_What you should do_
Among the records, how many lines contain "Clone"? Only the number is needed.

_Dataset records_

******************************

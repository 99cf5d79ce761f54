use super::account::{Amount, OwnerId};
use super::phone::PhoneNumber;
use crate::error::PaymentError;
use chrono::{DateTime, Utc};
use serde::{Deserialize, Serialize};

/// Smallest withdrawal a user may request, in KES.
pub const MIN_WITHDRAWAL_AMOUNT: u64 = 500;

#[derive(Debug, Serialize, Deserialize, PartialEq, Eq, Clone, Copy)]
#[serde(rename_all = "lowercase")]
pub enum WithdrawalStatus {
    Pending,
    Completed,
    Rejected,
}

#[derive(Debug, Clone, Copy, PartialEq, Eq)]
pub enum WithdrawalDecision {
    Approve,
    Reject,
}

#[derive(Debug, Serialize, Deserialize, PartialEq, Clone)]
pub struct Withdrawal {
    pub id: u64,
    pub owner_id: OwnerId,
    pub amount: Amount,
    pub phone_number: PhoneNumber,
    pub status: WithdrawalStatus,
    pub created_at: DateTime<Utc>,
}

impl Withdrawal {
    pub fn new(
        id: u64,
        owner_id: OwnerId,
        amount: Amount,
        phone_number: PhoneNumber,
    ) -> Result<Self, PaymentError> {
        if amount.value() < MIN_WITHDRAWAL_AMOUNT {
            return Err(PaymentError::ValidationError(format!(
                "Minimum withdrawal amount is KES {MIN_WITHDRAWAL_AMOUNT}"
            )));
        }
        Ok(Self {
            id,
            owner_id,
            amount,
            phone_number,
            status: WithdrawalStatus::Pending,
            created_at: Utc::now(),
        })
    }

    pub fn is_pending(&self) -> bool {
        self.status == WithdrawalStatus::Pending
    }
}

/// Result of resolving a withdrawal against the ledger.
#[derive(Debug, Clone, PartialEq)]
pub enum WithdrawalOutcome {
    Resolved(Withdrawal),
    AlreadyResolved(Withdrawal),
    NotFound,
}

******************************

_Result of the exercise_
4